YOUR OBJECTIVE:
The answer must consist of every line in the data that contains "circular".

Data extracted from a collection:
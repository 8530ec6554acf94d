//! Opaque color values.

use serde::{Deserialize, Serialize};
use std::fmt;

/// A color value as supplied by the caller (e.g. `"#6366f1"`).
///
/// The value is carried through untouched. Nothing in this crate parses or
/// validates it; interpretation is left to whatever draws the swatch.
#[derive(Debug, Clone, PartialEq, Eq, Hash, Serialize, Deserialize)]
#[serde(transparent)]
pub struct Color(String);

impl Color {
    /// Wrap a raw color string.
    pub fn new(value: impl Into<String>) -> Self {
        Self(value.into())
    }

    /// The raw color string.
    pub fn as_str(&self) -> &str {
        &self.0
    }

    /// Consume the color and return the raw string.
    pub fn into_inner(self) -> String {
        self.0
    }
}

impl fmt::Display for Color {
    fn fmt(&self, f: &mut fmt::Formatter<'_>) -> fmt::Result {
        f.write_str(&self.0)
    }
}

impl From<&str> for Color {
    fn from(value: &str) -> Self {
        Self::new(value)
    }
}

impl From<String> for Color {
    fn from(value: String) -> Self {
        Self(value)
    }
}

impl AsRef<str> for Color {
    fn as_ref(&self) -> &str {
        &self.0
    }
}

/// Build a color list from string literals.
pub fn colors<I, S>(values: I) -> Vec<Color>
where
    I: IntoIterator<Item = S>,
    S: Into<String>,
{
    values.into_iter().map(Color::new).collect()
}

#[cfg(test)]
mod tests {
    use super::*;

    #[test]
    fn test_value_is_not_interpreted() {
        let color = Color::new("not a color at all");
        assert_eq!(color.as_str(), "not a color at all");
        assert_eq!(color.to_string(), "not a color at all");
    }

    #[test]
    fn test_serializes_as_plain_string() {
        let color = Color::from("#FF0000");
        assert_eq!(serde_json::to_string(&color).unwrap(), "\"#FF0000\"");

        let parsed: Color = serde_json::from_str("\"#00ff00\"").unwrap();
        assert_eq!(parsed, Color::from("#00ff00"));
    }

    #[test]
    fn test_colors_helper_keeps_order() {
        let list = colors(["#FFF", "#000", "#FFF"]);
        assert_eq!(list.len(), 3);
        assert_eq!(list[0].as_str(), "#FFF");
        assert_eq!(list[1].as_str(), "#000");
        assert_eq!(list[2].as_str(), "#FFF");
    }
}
...
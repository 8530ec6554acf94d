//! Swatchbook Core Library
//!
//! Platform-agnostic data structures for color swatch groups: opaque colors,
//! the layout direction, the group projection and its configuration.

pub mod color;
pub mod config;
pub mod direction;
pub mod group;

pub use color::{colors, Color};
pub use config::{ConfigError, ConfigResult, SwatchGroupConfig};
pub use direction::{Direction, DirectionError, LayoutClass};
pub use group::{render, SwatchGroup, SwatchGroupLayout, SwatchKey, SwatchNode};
...
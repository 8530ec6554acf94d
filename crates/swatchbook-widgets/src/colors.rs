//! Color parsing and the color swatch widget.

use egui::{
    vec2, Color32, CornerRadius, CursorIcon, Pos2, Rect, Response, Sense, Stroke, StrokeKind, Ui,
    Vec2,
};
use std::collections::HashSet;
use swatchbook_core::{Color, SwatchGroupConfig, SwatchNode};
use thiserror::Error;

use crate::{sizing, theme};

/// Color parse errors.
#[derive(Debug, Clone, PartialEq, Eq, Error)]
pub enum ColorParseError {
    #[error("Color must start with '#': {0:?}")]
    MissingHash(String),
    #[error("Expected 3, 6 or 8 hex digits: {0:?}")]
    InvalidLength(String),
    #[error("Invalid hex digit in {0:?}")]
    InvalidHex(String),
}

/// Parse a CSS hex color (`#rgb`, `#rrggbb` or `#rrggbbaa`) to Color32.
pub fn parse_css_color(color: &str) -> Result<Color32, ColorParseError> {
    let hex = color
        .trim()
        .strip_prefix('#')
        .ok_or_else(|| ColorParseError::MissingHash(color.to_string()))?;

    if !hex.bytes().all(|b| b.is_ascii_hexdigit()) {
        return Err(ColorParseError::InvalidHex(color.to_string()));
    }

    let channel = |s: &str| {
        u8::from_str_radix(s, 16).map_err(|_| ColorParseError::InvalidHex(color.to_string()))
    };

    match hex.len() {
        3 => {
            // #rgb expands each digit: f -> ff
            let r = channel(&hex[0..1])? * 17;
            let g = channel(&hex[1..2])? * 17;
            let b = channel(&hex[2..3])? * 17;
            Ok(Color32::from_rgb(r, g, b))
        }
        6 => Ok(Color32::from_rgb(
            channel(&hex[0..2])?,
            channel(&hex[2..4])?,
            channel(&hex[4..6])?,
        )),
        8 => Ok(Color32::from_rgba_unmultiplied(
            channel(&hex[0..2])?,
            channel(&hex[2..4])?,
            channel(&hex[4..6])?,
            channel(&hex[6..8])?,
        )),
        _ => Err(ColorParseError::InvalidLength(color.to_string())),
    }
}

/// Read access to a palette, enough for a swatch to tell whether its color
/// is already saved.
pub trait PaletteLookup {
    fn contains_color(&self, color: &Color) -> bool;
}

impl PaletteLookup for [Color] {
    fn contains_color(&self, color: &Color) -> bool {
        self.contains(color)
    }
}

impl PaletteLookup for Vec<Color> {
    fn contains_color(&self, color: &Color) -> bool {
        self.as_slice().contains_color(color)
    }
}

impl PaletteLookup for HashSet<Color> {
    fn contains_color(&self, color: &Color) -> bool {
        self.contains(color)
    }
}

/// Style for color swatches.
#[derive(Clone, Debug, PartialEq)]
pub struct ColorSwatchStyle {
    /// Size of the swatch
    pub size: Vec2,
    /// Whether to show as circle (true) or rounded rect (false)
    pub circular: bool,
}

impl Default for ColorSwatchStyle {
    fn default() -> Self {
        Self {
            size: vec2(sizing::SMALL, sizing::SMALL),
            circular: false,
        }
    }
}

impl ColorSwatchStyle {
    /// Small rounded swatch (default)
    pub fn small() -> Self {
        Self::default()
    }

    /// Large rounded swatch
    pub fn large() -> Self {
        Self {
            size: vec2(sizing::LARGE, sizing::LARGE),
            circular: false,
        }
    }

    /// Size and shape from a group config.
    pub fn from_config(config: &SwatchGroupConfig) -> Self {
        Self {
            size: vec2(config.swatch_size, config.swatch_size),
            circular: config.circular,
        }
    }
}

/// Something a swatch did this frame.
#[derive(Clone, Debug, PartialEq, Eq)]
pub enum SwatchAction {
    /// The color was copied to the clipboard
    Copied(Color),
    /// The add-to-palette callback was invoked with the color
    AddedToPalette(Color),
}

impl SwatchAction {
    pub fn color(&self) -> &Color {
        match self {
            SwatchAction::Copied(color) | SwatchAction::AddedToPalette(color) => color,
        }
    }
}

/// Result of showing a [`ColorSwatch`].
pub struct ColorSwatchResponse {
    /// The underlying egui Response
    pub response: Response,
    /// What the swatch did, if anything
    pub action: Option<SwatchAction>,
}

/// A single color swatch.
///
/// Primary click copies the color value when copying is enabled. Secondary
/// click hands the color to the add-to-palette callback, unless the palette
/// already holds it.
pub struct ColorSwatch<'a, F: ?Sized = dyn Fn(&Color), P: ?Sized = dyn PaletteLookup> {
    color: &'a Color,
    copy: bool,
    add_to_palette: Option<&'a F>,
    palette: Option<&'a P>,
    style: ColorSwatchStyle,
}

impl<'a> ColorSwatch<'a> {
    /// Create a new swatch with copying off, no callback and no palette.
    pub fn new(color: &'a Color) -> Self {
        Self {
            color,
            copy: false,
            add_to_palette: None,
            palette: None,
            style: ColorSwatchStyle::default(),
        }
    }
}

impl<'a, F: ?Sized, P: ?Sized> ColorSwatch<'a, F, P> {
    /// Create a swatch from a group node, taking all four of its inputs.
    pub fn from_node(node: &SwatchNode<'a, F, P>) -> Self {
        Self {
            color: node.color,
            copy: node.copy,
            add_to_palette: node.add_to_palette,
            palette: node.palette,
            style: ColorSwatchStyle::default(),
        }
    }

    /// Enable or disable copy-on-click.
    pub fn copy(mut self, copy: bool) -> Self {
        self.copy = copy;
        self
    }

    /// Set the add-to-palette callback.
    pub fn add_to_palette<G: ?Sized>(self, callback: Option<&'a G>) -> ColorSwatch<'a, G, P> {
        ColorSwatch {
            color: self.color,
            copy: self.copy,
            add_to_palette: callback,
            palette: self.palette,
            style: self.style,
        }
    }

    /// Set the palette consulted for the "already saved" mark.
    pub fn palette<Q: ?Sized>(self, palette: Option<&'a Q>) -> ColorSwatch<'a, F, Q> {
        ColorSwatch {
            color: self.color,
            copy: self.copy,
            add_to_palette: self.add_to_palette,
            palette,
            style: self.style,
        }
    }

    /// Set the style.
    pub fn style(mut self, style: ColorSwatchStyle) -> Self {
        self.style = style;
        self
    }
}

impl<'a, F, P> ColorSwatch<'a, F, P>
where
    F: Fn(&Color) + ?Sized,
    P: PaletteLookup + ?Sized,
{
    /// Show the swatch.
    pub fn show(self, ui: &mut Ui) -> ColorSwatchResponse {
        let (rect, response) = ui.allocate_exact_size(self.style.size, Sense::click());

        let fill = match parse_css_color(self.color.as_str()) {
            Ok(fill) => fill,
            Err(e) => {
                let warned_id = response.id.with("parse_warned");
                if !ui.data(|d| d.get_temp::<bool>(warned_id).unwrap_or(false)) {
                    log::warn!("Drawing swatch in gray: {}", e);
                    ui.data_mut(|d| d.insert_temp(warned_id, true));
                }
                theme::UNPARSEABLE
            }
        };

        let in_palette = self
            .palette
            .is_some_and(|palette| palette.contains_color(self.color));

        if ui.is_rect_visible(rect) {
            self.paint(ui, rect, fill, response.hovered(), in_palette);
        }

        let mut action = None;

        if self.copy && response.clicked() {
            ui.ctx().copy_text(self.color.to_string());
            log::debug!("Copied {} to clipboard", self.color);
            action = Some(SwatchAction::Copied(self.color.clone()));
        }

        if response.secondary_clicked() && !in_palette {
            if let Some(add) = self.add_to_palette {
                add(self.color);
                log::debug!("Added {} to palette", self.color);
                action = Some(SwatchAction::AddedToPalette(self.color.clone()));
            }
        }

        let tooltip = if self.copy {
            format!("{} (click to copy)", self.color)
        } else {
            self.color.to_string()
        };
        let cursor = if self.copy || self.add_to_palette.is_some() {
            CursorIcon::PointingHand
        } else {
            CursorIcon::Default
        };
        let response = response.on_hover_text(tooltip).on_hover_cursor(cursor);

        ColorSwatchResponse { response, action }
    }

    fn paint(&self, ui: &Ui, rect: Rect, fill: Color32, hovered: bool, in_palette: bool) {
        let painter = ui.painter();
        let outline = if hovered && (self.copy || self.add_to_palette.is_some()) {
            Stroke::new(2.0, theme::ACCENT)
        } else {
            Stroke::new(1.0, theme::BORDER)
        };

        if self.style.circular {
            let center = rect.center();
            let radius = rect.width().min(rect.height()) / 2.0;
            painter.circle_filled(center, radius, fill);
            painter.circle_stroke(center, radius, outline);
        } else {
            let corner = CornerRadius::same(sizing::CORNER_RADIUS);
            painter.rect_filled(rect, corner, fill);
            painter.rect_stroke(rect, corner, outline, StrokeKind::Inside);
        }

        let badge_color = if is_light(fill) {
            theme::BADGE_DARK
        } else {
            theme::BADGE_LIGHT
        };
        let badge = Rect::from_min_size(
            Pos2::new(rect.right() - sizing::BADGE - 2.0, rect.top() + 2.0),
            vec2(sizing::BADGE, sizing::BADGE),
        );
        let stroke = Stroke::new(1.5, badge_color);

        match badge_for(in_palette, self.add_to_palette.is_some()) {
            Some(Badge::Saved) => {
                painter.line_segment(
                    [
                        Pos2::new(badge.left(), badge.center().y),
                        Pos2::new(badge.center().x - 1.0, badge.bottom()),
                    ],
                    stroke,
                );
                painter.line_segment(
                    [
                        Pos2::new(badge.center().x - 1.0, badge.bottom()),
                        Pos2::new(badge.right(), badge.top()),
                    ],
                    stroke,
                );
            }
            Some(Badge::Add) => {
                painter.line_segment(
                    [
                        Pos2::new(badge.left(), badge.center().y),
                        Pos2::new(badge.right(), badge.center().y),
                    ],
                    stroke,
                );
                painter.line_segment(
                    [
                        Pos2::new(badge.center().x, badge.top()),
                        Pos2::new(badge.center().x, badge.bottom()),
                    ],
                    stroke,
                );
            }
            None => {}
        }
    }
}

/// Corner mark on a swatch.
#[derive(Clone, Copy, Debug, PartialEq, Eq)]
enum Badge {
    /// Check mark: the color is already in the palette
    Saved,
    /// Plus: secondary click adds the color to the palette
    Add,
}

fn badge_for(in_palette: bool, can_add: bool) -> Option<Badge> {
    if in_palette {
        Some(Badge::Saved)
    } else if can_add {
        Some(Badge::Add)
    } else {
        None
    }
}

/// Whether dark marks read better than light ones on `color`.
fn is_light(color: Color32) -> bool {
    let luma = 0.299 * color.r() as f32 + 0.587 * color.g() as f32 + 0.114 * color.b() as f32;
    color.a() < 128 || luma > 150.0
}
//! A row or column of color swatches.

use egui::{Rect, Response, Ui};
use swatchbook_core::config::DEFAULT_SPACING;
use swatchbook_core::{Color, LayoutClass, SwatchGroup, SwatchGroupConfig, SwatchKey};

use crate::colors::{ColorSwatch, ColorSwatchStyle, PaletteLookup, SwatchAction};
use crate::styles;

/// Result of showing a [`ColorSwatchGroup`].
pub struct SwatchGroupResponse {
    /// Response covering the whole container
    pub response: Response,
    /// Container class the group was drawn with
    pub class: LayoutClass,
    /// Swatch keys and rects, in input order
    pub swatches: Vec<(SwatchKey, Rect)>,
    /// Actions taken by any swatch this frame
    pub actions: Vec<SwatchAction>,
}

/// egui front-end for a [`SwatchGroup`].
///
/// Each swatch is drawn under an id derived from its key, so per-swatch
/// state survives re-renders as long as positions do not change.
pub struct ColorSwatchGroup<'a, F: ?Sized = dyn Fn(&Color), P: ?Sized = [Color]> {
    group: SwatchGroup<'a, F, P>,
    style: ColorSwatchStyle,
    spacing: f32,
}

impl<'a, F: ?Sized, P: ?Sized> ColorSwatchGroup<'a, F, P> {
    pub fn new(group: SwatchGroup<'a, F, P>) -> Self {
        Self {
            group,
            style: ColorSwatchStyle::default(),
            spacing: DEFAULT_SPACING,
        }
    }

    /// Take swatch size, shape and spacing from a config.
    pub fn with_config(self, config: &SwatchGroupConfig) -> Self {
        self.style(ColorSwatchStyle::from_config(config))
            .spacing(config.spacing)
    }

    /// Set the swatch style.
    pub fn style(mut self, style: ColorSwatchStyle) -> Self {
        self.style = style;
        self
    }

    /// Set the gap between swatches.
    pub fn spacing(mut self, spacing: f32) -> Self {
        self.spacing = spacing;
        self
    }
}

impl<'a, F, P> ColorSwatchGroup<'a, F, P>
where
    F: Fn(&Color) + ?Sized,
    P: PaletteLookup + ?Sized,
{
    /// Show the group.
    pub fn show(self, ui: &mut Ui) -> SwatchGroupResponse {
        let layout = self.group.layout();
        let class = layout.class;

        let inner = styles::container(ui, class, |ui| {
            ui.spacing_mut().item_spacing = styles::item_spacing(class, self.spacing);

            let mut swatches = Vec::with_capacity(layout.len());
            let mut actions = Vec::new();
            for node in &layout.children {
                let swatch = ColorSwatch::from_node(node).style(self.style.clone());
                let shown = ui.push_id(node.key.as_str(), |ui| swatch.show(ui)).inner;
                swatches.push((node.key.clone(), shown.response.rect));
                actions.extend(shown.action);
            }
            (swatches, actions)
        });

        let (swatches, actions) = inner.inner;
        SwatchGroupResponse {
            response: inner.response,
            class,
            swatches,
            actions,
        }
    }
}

ANSWER BELOW:
    pub circular: bool,
            circular: false,
            circular: false,
            circular: config.circular,
        if self.style.circular {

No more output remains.